You can watch me make an arse of myself here.
I a wee bit nervous. I didn't mind speaking in front of 1400 people. I just wish I had thought to wear a dress that didn't feel like it was going to fall down and let my boobs pop out.
I sat on some sort of panel where I tried to look intelligent but mostly came off as the loud mouthed blonde.
Thankfully, Izzy Mom and Anissa were way more articulate than I was when examining how blogging affects ones personal life. I just kept yelling out BOOBS!! like a maniac in a desperate bid to avoid any actual intellectual examination of how Redneck Mommy impacts my life as Tanis Miller.
When I wasn't making a public jackass of myself, I was stalking people and coercing them into taking photos with me.
I hugged a lot of friends, new and old, big and small.
I spent a lot of time hugging on Avitable. The man was meant for hugging.
I kissed a girl.
Loralee. We have a thing.
Megan was scrumptious.
Okay, maybe three. Or more. Ask Backpacking Dad. He always seemed to have his camera ready to capture the moment.
I went through a lot of lip gloss that night.
Some of those women may have even slipped me the tongue. I won't mention names *cough*Miss-Britt*cough* because that would be tacky.

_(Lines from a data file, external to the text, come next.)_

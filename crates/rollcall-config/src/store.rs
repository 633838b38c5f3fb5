use std::env;
use std::fmt;
use std::str::FromStr;

use crate::env_or;

/// Backing implementation for the attendance table.
#[derive(Clone, Copy, Debug, PartialEq, Eq)]
pub enum StoreBackend {
    DynamoDb,
    /// Process-local map; for development and tests only.
    Memory,
}

impl FromStr for StoreBackend {
    type Err = String;

    fn from_str(s: &str) -> Result<Self, Self::Err> {
        match s.trim().to_ascii_lowercase().as_str() {
            "dynamodb" | "dynamo" => Ok(Self::DynamoDb),
            "memory" | "in-memory" => Ok(Self::Memory),
            other => Err(format!("unknown store backend: {}", other)),
        }
    }
}

impl fmt::Display for StoreBackend {
    fn fmt(&self, f: &mut fmt::Formatter<'_>) -> fmt::Result {
        match self {
            Self::DynamoDb => write!(f, "dynamodb"),
            Self::Memory => write!(f, "memory"),
        }
    }
}

#[derive(Clone, Debug)]
pub struct StoreConfig {
    pub table_name: String,
    pub aws_region: String,
    /// Seconds a record is kept after its last write.
    pub retention_seconds: i64,
    pub backend: StoreBackend,
}

impl StoreConfig {
    pub fn from_env() -> Self {
        Self {
            table_name: env::var("TABLE_NAME").unwrap_or_else(|_| "attendance".to_string()),
            aws_region: env::var("AWS_REGION").unwrap_or_else(|_| "us-east-1".to_string()),
            retention_seconds: env_or("ATTENDANCE_RETENTION", 86400), // 24 hours
            backend: env_or("STORE_BACKEND", StoreBackend::DynamoDb),
        }
    }
}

And we all know how I am the very definition of KLASSEE.
(Thank goodness there was no boxed wine around. Otherwise who knows what I may have been forced into.)
I wore a bag on my head and tried to avoid eating any cheeseburgers.
Mmmm, mmm, good.
I lovingly checked out my best friend's chest. I know what you are thinking. I swear I was just listening for heart beat irregularities and not motorboating the poor woman.
My, my, Her Bad Mother, what a nice chest you have.
I suppose my explanation would ring truer if I wasn't clutching on to a bottle of Stella Artois like it was my life line.
I was licked on a downtown Chicago street.
But mostly, during my two week absence, I laughed. A lot.
My cheeks still hurt.
When it was all over, I flew home to drive back up to the North Pole, free my children from the evil clutches of Santa's elves (who, I discovered, totally use summer camp as a rouse to put small children to work on a toy assembly line as soon as their parents drive away) and to find this boy eagerly awaiting my arrival.
Yay! Mommy's back!
Turns out, in my absence he figured out I was his momma and he couldn't wait to be back in my arms again.
Who needs a power cord when one has Jumby's million watt smile to light up my life?
And I've never been happier to be here.
(All photos have been shamelessly stolen from Flickr.)
I'd like take a moment as well, to congratulate my good friend Danny Evans on the official release of his very first novel today.
I am so freaking thrilled for you Danny. Thank you for including me in this process. It has been humbling and awe-inspiring to watch as your dreams unfolded and came true.
You have been and continue to be a source of constant inspiration to me.
That said, I'm still not showing you my boobs.